Find every line in the records below that holds the word "user" and copy it.

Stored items
+++

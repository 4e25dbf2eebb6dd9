//! Extract handler (spec §4.3.6): pull one or more fields out of a structured payload by
//! dot-separated path, writing each into the payload (JSON re-encode) or a metadata key.

use crate::error::RunnerError;
use crate::format::{parse_options, ExecContext, FormatOperation, OperationHandler};
use crate::message::Message;
use serde::Deserialize;
use serde_json::Value;
use tracing::warn;

const COMPONENT: &str = "format.extract";

#[derive(Debug, Clone, Copy, PartialEq, Eq, Deserialize)]
#[serde(rename_all = "lowercase")]
pub enum SourceFormat {
    Json,
    Yaml,
}

#[derive(Debug, Clone, Copy, PartialEq, Eq, Deserialize)]
#[serde(rename_all = "lowercase")]
pub enum Destination {
    Data,
    Metadata,
}

impl Default for Destination {
    fn default() -> Self {
        Destination::Data
    }
}

#[derive(Debug, Clone, Deserialize)]
pub struct ExtractField {
    pub path: String,
    #[serde(default)]
    pub destination: Destination,
    #[serde(default)]
    pub key: Option<String>,
}

#[derive(Debug, Clone, Deserialize)]
pub struct ExtractOptions {
    pub format: SourceFormat,
    pub fields: Vec<ExtractField>,
}

fn decode(format: SourceFormat, bytes: &[u8]) -> Result<Value, RunnerError> {
    match format {
        SourceFormat::Json => serde_json::from_slice(bytes)
            .map_err(|e| RunnerError::parse_failed(COMPONENT, format!("json decode: {e}"))),
        SourceFormat::Yaml => serde_yaml::from_slice(bytes)
            .map_err(|e| RunnerError::parse_failed(COMPONENT, format!("yaml decode: {e}"))),
    }
}

/// Dot-separated path, each segment indexing into a mapping. Traversal into a non-mapping
/// value is an error; a missing key is `Ok(None)` (non-fatal per §4.3.6).
fn navigate<'a>(value: &'a Value, path: &str) -> Result<Option<&'a Value>, RunnerError> {
    let mut current = value;
    for segment in path.split('.').filter(|s| !s.is_empty()) {
        match current {
            Value::Object(map) => match map.get(segment) {
                Some(v) => current = v,
                None => return Ok(None),
            },
            other => {
                return Err(RunnerError::parse_failed(
                    COMPONENT,
                    format!("path segment '{segment}' traverses into non-mapping value {other:?}"),
                ));
            }
        }
    }
    Ok(Some(current))
}

fn value_to_metadata_string(value: &Value) -> String {
    match value {
        Value::String(s) => s.clone(),
        other => other.to_string(),
    }
}

pub struct ExtractHandler;

impl OperationHandler for ExtractHandler {
    fn name(&self) -> &'static str {
        "extract"
    }

    fn validate(&self, op: &FormatOperation) -> Result<(), RunnerError> {
        let opts: ExtractOptions = parse_options(COMPONENT, &op.options)?;
        if opts.fields.is_empty() {
            return Err(RunnerError::validation_failed(COMPONENT, "fields must be non-empty"));
        }
        for field in &opts.fields {
            if field.path.trim().is_empty() {
                return Err(RunnerError::validation_failed(COMPONENT, "field path must be non-empty"));
            }
            if field.destination == Destination::Metadata && field.key.is_none() {
                return Err(RunnerError::validation_failed(
                    COMPONENT,
                    "destination=metadata requires key",
                ));
            }
        }
        Ok(())
    }

    fn execute(&self, _ctx: &ExecContext, msg: &mut Message, op: &FormatOperation) -> Result<(), RunnerError> {
        let opts: ExtractOptions = parse_options(COMPONENT, &op.options)?;
        let root = decode(opts.format, &msg.data)?;
        let mut last_data_value: Option<Value> = None;

        for field in &opts.fields {
            let found = match navigate(&root, &field.path)? {
                Some(v) => v,
                None => {
                    warn!(path = %field.path, "extract: field not found, skipping");
                    continue;
                }
            };
            match field.destination {
                Destination::Metadata => {
                    let key = field.key.as_ref().expect("validated at construction");
                    msg.metadata.insert(key.clone(), value_to_metadata_string(found));
                }
                Destination::Data => {
                    last_data_value = Some(found.clone());
                }
            }
        }

        if let Some(value) = last_data_value {
            msg.data = serde_json::to_vec(&value)
                .map_err(|e| RunnerError::internal(COMPONENT, format!("json encode: {e}")))?;
        }
        Ok(())
    }
}

#[cfg(test)]
mod tests {
    use super::*;
    use crate::format::{InputSource, OutputTarget};
    use serde_json::json;

    fn op(options: serde_json::Value) -> FormatOperation {
        FormatOperation {
            op_type: "extract".into(),
            input: InputSource::Data,
            output: OutputTarget::Data,
            options,
        }
    }

    fn ctx() -> ExecContext {
        ExecContext {
            deadline: std::time::Instant::now() + std::time::Duration::from_secs(5),
        }
    }

    #[test]
    fn extracts_nested_field_into_data() {
        let handler = ExtractHandler;
        let operation = op(json!({
            "format": "json",
            "fields": [{ "path": "user.name" }]
        }));
        let mut msg = Message::new(b"1".to_vec())
            .with_data(br#"{"user":{"name":"Ada"}}"#.to_vec());
        handler.execute(&ctx(), &mut msg, &operation).unwrap();
        assert_eq!(msg.data, br#""Ada""#.to_vec());
    }

    #[test]
    fn extracts_into_metadata_key() {
        let handler = ExtractHandler;
        let operation = op(json!({
            "format": "json",
            "fields": [{ "path": "count", "destination": "metadata", "key": "count" }]
        }));
        let mut msg = Message::new(b"1".to_vec()).with_data(br#"{"count":3}"#.to_vec());
        handler.execute(&ctx(), &mut msg, &operation).unwrap();
        assert_eq!(msg.metadata.get("count"), Some(&"3".to_string()));
    }

    #[test]
    fn missing_path_is_skipped_not_fatal() {
        let handler = ExtractHandler;
        let operation = op(json!({
            "format": "json",
            "fields": [{ "path": "missing.field" }]
        }));
        let mut msg = Message::new(b"1".to_vec()).with_data(br#"{}"#.to_vec());
        handler.execute(&ctx(), &mut msg, &operation).unwrap();
        assert_eq!(msg.data, br#"{}"#.to_vec());
    }

    #[test]
    fn metadata_destination_without_key_fails_validation() {
        let handler = ExtractHandler;
        let operation = op(json!({
            "format": "json",
            "fields": [{ "path": "a", "destination": "metadata" }]
        }));
        assert!(handler.validate(&operation).is_err());
    }

    #[test]
    fn last_field_targeting_data_wins() {
        let handler = ExtractHandler;
        let operation = op(json!({
            "format": "json",
            "fields": [{ "path": "a" }, { "path": "b" }]
        }));
        let mut msg = Message::new(b"1".to_vec()).with_data(br#"{"a":1,"b":2}"#.to_vec());
        handler.execute(&ctx(), &mut msg, &operation).unwrap();
        assert_eq!(msg.data, b"2".to_vec());
    }
}
//! # Message Module
//!
//! The message module defines the mutable container that flows through a chain of
//! [`crate::runner::Runner`]s: payload bytes, a string metadata map, an optional ordered
//! list of named parts, and an optional read-only filesystem view.
//!
//! A message is never shared across concurrent consumers: it is processed exclusively by
//! one runner at a time, so no field here needs internal synchronization.

use std::collections::HashMap;
use std::fs;
use std::path::{Component, Path, PathBuf};
use std::sync::Arc;

/// A named sub-unit of a multipart message, e.g. for HTTP `multipart/form-data` composition.
#[derive(Debug, Clone, PartialEq, Eq)]
pub struct Part {
    /// Part name. Not required to be unique within a message, but recommended.
    pub name: String,
    pub filename: Option<String>,
    pub content_type: Option<String>,
    pub headers: HashMap<String, String>,
    pub data: Vec<u8>,
}

impl Part {
    pub fn new(name: impl Into<String>, data: Vec<u8>) -> Self {
        Part {
            name: name.into(),
            filename: None,
            content_type: None,
            headers: HashMap::new(),
            data,
        }
    }
}

/// Read-only filesystem view resolved by operations that reference file paths
/// (`template.templateFile`, multipart `source=filesystem`, merge `input=filesystem`).
pub trait MessageFilesystem: Send + Sync {
    fn read(&self, path: &str) -> anyhow::Result<Vec<u8>>;
}

/// A filesystem view rooted at a local directory.
///
/// Path traversal is rejected exactly the way [`crate`]'s static-file serving does: any
/// `..` component that would escape the root fails instead of being resolved.
pub struct LocalFilesystem {
    root: PathBuf,
}

impl LocalFilesystem {
    pub fn new(root: impl Into<PathBuf>) -> Self {
        LocalFilesystem { root: root.into() }
    }

    fn resolve(&self, path: &str) -> Option<PathBuf> {
        let clean = path.trim_start_matches('/');
        let mut out = self.root.clone();
        for comp in Path::new(clean).components() {
            match comp {
                Component::Normal(s) => out.push(s),
                Component::CurDir => {}
                Component::ParentDir | Component::RootDir | Component::Prefix(_) => return None,
            }
        }
        Some(out)
    }
}

impl MessageFilesystem for LocalFilesystem {
    fn read(&self, path: &str) -> anyhow::Result<Vec<u8>> {
        let resolved = self
            .resolve(path)
            .ok_or_else(|| anyhow::anyhow!("path '{path}' escapes filesystem root"))?;
        Ok(fs::read(resolved)?)
    }
}

/// The message container that flows through a Runner chain.
///
/// `data` and `metadata` are always present (possibly empty). A handler that writes
/// `output = data` must leave `data` consistent; a handler that writes `output = parts`
/// must only append to `parts`, or clear-then-append when configured to do so.
#[derive(Clone)]
pub struct Message {
    id: Vec<u8>,
    pub data: Vec<u8>,
    pub metadata: HashMap<String, String>,
    pub parts: Vec<Part>,
    filesystem: Option<Arc<dyn MessageFilesystem>>,
}

impl std::fmt::Debug for Message {
    fn fmt(&self, f: &mut std::fmt::Formatter<'_>) -> std::fmt::Result {
        f.debug_struct("Message")
            .field("id", &String::from_utf8_lossy(&self.id))
            .field("data_len", &self.data.len())
            .field("metadata", &self.metadata)
            .field("parts", &self.parts.iter().map(|p| &p.name).collect::<Vec<_>>())
            .field("has_filesystem", &self.filesystem.is_some())
            .finish()
    }
}

impl Message {
    /// Create a message as a source connector would: an opaque id assigned once and
    /// immutable thereafter, with empty payload and metadata.
    pub fn new(id: impl Into<Vec<u8>>) -> Self {
        Message {
            id: id.into(),
            data: Vec::new(),
            metadata: HashMap::new(),
            parts: Vec::new(),
            filesystem: None,
        }
    }

    pub fn with_data(mut self, data: impl Into<Vec<u8>>) -> Self {
        self.data = data.into();
        self
    }

    pub fn with_metadata(mut self, key: impl Into<String>, value: impl Into<String>) -> Self {
        self.metadata.insert(key.into(), value.into());
        self
    }

    pub fn with_filesystem(mut self, fs: Arc<dyn MessageFilesystem>) -> Self {
        self.filesystem = Some(fs);
        self
    }

    pub fn id(&self) -> &[u8] {
        &self.id
    }

    pub fn filesystem(&self) -> Option<&Arc<dyn MessageFilesystem>> {
        self.filesystem.as_ref()
    }

    /// Append a part, or reset the list first when `clear` is set — the one place
    /// `parts` mutation is allowed outside of direct field access.
    pub fn push_part(&mut self, part: Part, clear: bool) {
        if clear {
            self.parts.clear();
        }
        self.parts.push(part);
    }
}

+++

Task response.
            "fields": [{ "path": "user.name" }]
            .with_data(br#"{"user":{"name":"Ada"}}"#.to_vec());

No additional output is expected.